Main and Inset maps with R
Introduction
In this post, We learn how we can make publication quality inset maps in R using ggplot2
package (Wickham 2016). When publishing scientific research in journals or presenting research work at a conference, showing maps of data collection sites or experimental locations is one of the key visualization elements. Maps of study sites or sampling locations can help the audience and readers to fathom the data in a better way. Mapping sounds fancy, but it needs substantial training and skill set to make high-quality maps that are reader-friendly and visually aesthetic.

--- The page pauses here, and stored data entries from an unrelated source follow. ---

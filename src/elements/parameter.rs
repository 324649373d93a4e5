//! Built-in element parameters

use crate::error::{ModelError, Result};
use crate::types::ElementId;
use indexmap::IndexMap;
use std::fmt;

/// Parameters this crate reads or writes on host elements
#[derive(Debug, Clone, Copy, PartialEq, Eq, Hash)]
pub enum BuiltInParameter {
    /// Wall base level
    WallBaseConstraint,
    /// Wall top constraint level (invalid id = unconnected)
    WallHeightType,
    /// Wall height used while the top is unconnected
    WallUnconnectedHeight,
    /// Distance from the host level to the bottom of an opening
    InstanceSillHeight,
}

impl BuiltInParameter {
    /// Value kind stored by this parameter
    pub fn storage_type(&self) -> StorageType {
        match self {
            BuiltInParameter::WallBaseConstraint | BuiltInParameter::WallHeightType => {
                StorageType::ElementId
            }
            BuiltInParameter::WallUnconnectedHeight | BuiltInParameter::InstanceSillHeight => {
                StorageType::Double
            }
        }
    }
}

impl fmt::Display for BuiltInParameter {
    fn fmt(&self, f: &mut fmt::Formatter<'_>) -> fmt::Result {
        let name = match self {
            BuiltInParameter::WallBaseConstraint => "WALL_BASE_CONSTRAINT",
            BuiltInParameter::WallHeightType => "WALL_HEIGHT_TYPE",
            BuiltInParameter::WallUnconnectedHeight => "WALL_USER_HEIGHT_PARAM",
            BuiltInParameter::InstanceSillHeight => "INSTANCE_SILL_HEIGHT_PARAM",
        };
        f.write_str(name)
    }
}

/// Kind of value a parameter holds
#[derive(Debug, Clone, Copy, PartialEq, Eq)]
pub enum StorageType {
    Double,
    ElementId,
}

/// A parameter value
#[derive(Debug, Clone, Copy, PartialEq)]
pub enum ParameterValue {
    /// Length or other real value, in internal units
    Double(f64),
    /// Reference to another element
    ElementId(ElementId),
}

impl ParameterValue {
    pub fn storage_type(&self) -> StorageType {
        match self {
            ParameterValue::Double(_) => StorageType::Double,
            ParameterValue::ElementId(_) => StorageType::ElementId,
        }
    }

    pub fn as_double(&self) -> Option<f64> {
        match self {
            ParameterValue::Double(v) => Some(*v),
            _ => None,
        }
    }

    pub fn as_element_id(&self) -> Option<ElementId> {
        match self {
            ParameterValue::ElementId(id) => Some(*id),
            _ => None,
        }
    }
}

/// The parameters an element exposes, in declaration order
#[derive(Debug, Clone, Default, PartialEq)]
pub struct Parameters {
    values: IndexMap<BuiltInParameter, ParameterValue>,
}

impl Parameters {
    pub fn new() -> Self {
        Parameters {
            values: IndexMap::new(),
        }
    }

    /// Expose a parameter with its initial value
    pub fn declare(&mut self, param: BuiltInParameter, value: ParameterValue) {
        self.values.insert(param, value);
    }

    /// Get a parameter value, if the element exposes the parameter
    pub fn get(&self, param: BuiltInParameter) -> Option<ParameterValue> {
        self.values.get(&param).copied()
    }

    /// Set an exposed parameter; the value kind must match
    pub fn set(&mut self, param: BuiltInParameter, value: ParameterValue) -> Result<()> {
        let slot = self.values.get_mut(&param).ok_or_else(|| {
            ModelError::HostMutation(format!("parameter {param} is not exposed by this element"))
        })?;
        if value.storage_type() != param.storage_type() {
            return Err(ModelError::HostMutation(format!(
                "parameter {param} expects {:?}, got {:?}",
                param.storage_type(),
                value.storage_type()
            )));
        }
        *slot = value;
        Ok(())
    }
}

#[cfg(test)]
mod tests {
    use super::*;

    #[test]
    fn test_set_declared_parameter() {
        let mut params = Parameters::new();
        params.declare(BuiltInParameter::InstanceSillHeight, ParameterValue::Double(0.0));
        params
            .set(BuiltInParameter::InstanceSillHeight, ParameterValue::Double(3.0))
            .unwrap();
        assert_eq!(
            params.get(BuiltInParameter::InstanceSillHeight).and_then(|v| v.as_double()),
            Some(3.0)
        );
    }

    #[test]
    fn test_set_undeclared_parameter_fails() {
        let mut params = Parameters::new();
        let err = params
            .set(BuiltInParameter::InstanceSillHeight, ParameterValue::Double(3.0))
            .unwrap_err();
        assert!(matches!(err, ModelError::HostMutation(_)));
    }

    #[test]
    fn test_storage_type_mismatch_fails() {
        let mut params = Parameters::new();
        params.declare(
            BuiltInParameter::WallHeightType,
            ParameterValue::ElementId(ElementId::INVALID),
        );
        assert!(params
            .set(BuiltInParameter::WallHeightType, ParameterValue::Double(1.0))
            .is_err());
        assert!(params
            .set(
                BuiltInParameter::WallHeightType,
                ParameterValue::ElementId(ElementId::new(5))
            )
            .is_ok());
    }

    #[test]
    fn test_parameter_display() {
        assert_eq!(
            BuiltInParameter::InstanceSillHeight.to_string(),
            "INSTANCE_SILL_HEIGHT_PARAM"
        );
    }
}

Sometimes, the study sites are more dispersed and are easy to visualize in large geographic areas. However, in some cases, study sites are clustered, which makes it hard to show them on a broader scale. In that case, inset maps help us show the locations with reference to familiar geographical regions. An inset map is a smaller map featured on the same page as the main map. Traditionally, inset maps are shown at a larger scale (smaller area) than the main map. Often, an inset map is used as a locator map that shows the area of the main map in a broader, more familiar geographical frame of reference.
Spatial Vector Data Storage
If you have been using the vector data and doing spatial analysis, you know shapefile. Shapefile is the most commonly used vector data formats to store data and carry out any spatial analysis.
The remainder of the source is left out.